35/FÂTIR-28: Ve minen nâsi ved devâbbi vel en’âmi muhtelifun elvânuhu kezâlike, innemâ yahşâllâhe min ibâdihil ulemâu, innallâhe azîzun gafûr(gafûrun).
Ve bunun gibi insanlardan, davarlardan, yürüyen hayvanlardan da çeşitli renkte olanlar vardır. Ancak kullarından ulema (âlimler), Allah’a karşı huşû duyar. Muhakkak ki Allah; Azîz’dir (üstün, yüce), Gafûr’dur (mağfiret eden).
10/YÛNUS-7: İnnellezîne lâ yercûne likâenâ ve radû bil hayâtid dunyâ vatmeennû bihâ vellezîne hum an âyâtinâ gâfilûn(gâfilûne).
Muhakkak ki onlar, Bize ulaşmayı (hayatta iken ruhlarını Allah’a ulaştırmayı) dilemezler. Dünya hayatından razı olmuşlardır ve onunla doyuma ulaşmışlardır ve onlar âyetlerimizden gâfil olanlardır.
Allah’tan huşû duyan alimleri ile, Yunus Suresinin 7. âyet-i kerime’sindeki, Allah’a ulaşmayı dilemeyip dünya hayatından razı olanlar. Ve böyle oldukları içinde Allah’ın âyetlerinden gafil olanlar söz konusu.
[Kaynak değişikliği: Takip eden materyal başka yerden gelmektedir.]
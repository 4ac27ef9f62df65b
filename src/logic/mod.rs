//! Tournament business logic: fixtures, standings, knockout progression, results.

mod export;
mod fixtures;
mod knockout;
mod legacy;
mod results;
mod setup;
mod standings;
mod winner;

pub use export::standings_csv;
pub use fixtures::generate_fixtures;
pub use knockout::{
    advance_generic, advance_knockouts, first_knockout_round_name, first_round_name,
    fold_pairings, group_stage_complete, qualifiers, round_plan, Tier,
};
pub use legacy::{advance_legacy, LEGACY_QUARTER_FINAL_THRESHOLD};
pub use results::{apply_result, current_stage, record_match_result, validate_result, MatchResult};
pub use setup::{create_tournament, create_tournament_with_rng, group_label, NewTournament, MAX_GROUPS};
pub use standings::{calculate_standings, compare_table_rows, group_labels};
pub use winner::{champion, match_winner, new_champion};
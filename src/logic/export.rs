//! CSV export of a standings table.

use crate::models::{Team, TournamentError};
use serde::Serialize;

const HEADER: [&str; 11] = [
    "position", "team", "group", "played", "won", "drawn", "lost", "gf", "ga", "gd", "points",
];

#[derive(Serialize)]
struct StandingsRow<'a> {
    position: usize,
    team: &'a str,
    group: &'a str,
    played: u32,
    won: u32,
    drawn: u32,
    lost: u32,
    gf: u32,
    ga: u32,
    gd: i32,
    points: u32,
}

/// Render teams (already ranked) as CSV. The header row is always written,
/// even for an empty table.
pub fn standings_csv(teams: &[Team]) -> Result<String, TournamentError> {
    let mut wtr = csv::WriterBuilder::new()
        .has_headers(false)
        .from_writer(Vec::new());
    wtr.write_record(HEADER)
        .map_err(|e| TournamentError::Serialization(e.to_string()))?;
    for (i, t) in teams.iter().enumerate() {
        wtr.serialize(StandingsRow {
            position: i + 1,
            team: &t.name,
            group: t.group.as_deref().unwrap_or(""),
            played: t.stats.played,
            won: t.stats.won,
            drawn: t.stats.drawn,
            lost: t.stats.lost,
            gf: t.stats.gf,
            ga: t.stats.ga,
            gd: t.stats.gd,
            points: t.stats.points,
        })
        .map_err(|e| TournamentError::Serialization(e.to_string()))?;
    }
    let bytes = wtr
        .into_inner()
        .map_err(|e| TournamentError::Serialization(e.to_string()))?;
    String::from_utf8(bytes).map_err(|e| TournamentError::Serialization(e.to_string()))
}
İşte günümüzdeki dîn profesörlerini hepiniz yakından tanıdınız! Televizyonları parselleyen bu zatlar, aslında dini tamamen unutmuşlar. Kur’ân-ı Kerim’deki dini tamamen unutmuşlar. Ve kitaplardan kendilerine yeni bir dîn oluşturmuşlar. Onların oluşturduğu dinde Kur’ân’ın dışındaki bu dinde, Allah’a ulaşmayı dilemek yok. Yani huşû sahibi olmak yok. Birinci safha yok. Mürşide ulaşıp tâbî olmak yok, ikinci safhada yok. Ruhu Allah’a ulaştırıp teslim olmak yok, üçüncü safhada yok. Fizik vücudu Allah’a teslim etmek yok, dördüncü safha. Nefsi Allah’a teslim etmek yok, beşinci safha. İrşada ulaşmak yok, altıncı safha. Ve iradeyi Allah’a teslim etmek yok, yedinci safha. İslâm’ın hiçbir safhası bu insanlarda yok. Ama bunlar alim diye geçiniyorlar. Üstelikte diplomalı alimler. Ama neler olduğunu görmüştünüz 1996 yılında.